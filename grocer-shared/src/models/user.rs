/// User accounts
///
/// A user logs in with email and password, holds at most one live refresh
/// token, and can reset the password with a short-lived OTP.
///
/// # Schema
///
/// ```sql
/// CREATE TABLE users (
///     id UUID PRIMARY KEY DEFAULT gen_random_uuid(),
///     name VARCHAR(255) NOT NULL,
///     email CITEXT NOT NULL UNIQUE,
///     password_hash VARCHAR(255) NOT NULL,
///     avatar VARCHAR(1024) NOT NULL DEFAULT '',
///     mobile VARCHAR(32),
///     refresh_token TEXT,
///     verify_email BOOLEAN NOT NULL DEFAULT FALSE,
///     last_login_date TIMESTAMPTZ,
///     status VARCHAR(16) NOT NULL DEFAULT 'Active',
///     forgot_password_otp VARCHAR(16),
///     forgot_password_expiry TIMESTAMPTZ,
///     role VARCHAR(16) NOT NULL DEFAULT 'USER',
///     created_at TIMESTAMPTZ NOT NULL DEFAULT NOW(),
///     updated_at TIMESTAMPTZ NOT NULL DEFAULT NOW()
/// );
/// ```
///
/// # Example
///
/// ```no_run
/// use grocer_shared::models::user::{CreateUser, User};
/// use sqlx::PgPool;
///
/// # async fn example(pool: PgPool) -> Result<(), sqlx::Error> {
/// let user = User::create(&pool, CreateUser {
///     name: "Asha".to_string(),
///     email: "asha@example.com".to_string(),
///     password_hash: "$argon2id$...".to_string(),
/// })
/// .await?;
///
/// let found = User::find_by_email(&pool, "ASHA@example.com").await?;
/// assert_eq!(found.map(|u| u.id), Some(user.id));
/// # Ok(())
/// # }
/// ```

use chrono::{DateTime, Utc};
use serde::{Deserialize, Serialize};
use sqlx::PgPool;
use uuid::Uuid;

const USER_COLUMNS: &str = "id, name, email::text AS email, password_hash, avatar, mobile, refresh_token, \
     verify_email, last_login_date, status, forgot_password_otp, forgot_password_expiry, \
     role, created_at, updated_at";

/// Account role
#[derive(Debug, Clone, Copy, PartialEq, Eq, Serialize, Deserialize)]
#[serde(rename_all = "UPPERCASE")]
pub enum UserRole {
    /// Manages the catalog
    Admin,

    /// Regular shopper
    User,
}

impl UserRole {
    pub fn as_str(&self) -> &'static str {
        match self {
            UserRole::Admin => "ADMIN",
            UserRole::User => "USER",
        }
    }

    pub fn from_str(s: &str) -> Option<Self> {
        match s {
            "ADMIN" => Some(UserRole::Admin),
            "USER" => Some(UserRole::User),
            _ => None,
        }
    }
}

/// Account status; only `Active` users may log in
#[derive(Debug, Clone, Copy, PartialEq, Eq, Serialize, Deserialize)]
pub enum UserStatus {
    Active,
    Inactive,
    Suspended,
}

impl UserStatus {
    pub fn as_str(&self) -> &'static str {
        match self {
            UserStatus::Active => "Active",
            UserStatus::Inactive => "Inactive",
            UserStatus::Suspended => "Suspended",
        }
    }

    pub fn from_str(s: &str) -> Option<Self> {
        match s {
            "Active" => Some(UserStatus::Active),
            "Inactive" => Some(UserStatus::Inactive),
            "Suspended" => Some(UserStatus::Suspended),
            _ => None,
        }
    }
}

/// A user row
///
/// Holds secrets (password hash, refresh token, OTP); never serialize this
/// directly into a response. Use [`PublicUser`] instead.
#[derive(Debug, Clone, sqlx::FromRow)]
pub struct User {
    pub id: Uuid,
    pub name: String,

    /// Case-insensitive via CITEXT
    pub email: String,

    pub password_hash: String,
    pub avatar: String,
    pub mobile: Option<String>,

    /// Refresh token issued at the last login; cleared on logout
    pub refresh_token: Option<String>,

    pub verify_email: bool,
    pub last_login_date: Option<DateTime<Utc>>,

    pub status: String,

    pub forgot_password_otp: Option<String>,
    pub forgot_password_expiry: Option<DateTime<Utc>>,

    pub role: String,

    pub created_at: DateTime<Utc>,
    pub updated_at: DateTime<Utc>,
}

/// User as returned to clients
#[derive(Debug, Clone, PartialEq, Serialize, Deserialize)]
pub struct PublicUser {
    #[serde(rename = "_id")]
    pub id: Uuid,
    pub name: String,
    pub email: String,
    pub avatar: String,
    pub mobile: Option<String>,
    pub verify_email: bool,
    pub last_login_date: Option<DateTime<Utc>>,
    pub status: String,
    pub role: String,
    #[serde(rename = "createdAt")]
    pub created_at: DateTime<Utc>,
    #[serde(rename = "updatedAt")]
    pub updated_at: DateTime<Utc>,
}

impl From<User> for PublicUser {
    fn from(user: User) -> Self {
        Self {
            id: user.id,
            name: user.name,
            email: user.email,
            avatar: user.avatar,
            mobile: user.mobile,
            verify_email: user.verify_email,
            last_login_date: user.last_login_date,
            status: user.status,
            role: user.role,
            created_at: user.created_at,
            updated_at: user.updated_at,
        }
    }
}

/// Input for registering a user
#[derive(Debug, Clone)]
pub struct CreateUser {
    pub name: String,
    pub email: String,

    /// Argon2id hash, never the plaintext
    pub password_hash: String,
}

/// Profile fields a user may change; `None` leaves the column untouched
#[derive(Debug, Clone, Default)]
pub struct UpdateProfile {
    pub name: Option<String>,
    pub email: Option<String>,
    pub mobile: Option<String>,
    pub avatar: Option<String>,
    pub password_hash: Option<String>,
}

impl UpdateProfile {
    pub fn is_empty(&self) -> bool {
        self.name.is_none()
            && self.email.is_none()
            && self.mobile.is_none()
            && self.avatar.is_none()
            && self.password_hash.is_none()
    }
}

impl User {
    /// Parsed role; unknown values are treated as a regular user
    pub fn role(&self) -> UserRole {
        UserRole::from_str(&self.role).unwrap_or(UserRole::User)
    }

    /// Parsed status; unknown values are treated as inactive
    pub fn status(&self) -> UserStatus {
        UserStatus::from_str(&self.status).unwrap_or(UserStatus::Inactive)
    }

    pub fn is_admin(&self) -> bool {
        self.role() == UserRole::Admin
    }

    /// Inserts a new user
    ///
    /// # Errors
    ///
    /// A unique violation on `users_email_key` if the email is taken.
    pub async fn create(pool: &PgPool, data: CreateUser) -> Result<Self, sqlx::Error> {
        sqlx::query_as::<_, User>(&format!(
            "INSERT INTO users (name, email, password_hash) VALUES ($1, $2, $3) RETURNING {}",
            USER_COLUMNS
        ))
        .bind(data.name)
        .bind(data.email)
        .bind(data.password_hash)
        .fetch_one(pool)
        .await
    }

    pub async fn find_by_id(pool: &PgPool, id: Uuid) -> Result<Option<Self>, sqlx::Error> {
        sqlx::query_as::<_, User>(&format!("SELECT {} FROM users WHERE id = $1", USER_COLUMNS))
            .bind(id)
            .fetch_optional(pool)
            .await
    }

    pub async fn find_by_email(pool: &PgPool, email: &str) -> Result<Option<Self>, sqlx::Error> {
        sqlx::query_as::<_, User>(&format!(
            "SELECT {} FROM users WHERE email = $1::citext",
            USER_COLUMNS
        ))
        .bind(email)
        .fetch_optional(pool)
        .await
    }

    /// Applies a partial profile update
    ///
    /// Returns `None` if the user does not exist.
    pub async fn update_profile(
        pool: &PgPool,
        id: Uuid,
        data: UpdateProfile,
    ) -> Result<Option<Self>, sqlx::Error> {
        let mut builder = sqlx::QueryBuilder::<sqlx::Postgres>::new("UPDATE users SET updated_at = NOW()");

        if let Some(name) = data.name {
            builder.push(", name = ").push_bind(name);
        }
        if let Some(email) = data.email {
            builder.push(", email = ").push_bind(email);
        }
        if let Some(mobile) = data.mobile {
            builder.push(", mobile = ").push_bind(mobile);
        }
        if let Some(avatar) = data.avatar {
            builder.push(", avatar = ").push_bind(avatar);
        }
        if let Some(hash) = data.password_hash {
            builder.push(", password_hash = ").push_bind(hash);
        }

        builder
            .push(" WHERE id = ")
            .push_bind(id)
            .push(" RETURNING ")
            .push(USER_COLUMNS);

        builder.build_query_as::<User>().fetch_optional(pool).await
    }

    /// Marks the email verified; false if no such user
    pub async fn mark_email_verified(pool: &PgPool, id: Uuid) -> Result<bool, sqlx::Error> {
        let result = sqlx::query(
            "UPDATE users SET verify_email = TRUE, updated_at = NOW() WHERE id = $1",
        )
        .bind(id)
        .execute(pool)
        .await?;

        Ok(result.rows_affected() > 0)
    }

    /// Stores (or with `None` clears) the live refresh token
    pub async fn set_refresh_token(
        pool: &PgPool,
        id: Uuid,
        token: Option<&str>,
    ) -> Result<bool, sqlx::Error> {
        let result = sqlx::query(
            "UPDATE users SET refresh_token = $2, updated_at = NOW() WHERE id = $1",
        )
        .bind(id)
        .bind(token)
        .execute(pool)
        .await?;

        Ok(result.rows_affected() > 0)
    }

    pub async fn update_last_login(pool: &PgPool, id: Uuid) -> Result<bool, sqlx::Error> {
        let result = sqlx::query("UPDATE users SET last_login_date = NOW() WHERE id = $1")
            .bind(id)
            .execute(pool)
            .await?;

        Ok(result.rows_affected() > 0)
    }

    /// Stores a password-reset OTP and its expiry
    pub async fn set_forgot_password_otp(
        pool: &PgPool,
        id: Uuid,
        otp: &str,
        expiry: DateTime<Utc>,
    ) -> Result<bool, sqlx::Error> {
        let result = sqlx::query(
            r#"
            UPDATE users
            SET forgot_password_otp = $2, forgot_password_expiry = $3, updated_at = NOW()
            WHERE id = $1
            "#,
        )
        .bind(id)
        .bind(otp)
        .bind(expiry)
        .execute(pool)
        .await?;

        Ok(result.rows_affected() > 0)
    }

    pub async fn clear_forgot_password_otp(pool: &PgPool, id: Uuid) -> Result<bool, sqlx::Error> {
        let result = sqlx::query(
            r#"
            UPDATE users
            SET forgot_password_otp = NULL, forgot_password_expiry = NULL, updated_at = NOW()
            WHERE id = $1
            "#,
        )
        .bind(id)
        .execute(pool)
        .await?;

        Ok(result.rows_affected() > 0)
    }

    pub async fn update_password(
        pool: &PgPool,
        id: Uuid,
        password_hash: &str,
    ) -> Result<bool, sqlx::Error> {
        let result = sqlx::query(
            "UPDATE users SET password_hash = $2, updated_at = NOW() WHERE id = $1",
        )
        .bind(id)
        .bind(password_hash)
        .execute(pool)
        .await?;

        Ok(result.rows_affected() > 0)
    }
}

###

What you need to do
Your reply should be a single number: the count of lines above that contain the word "impl".

Task solution
5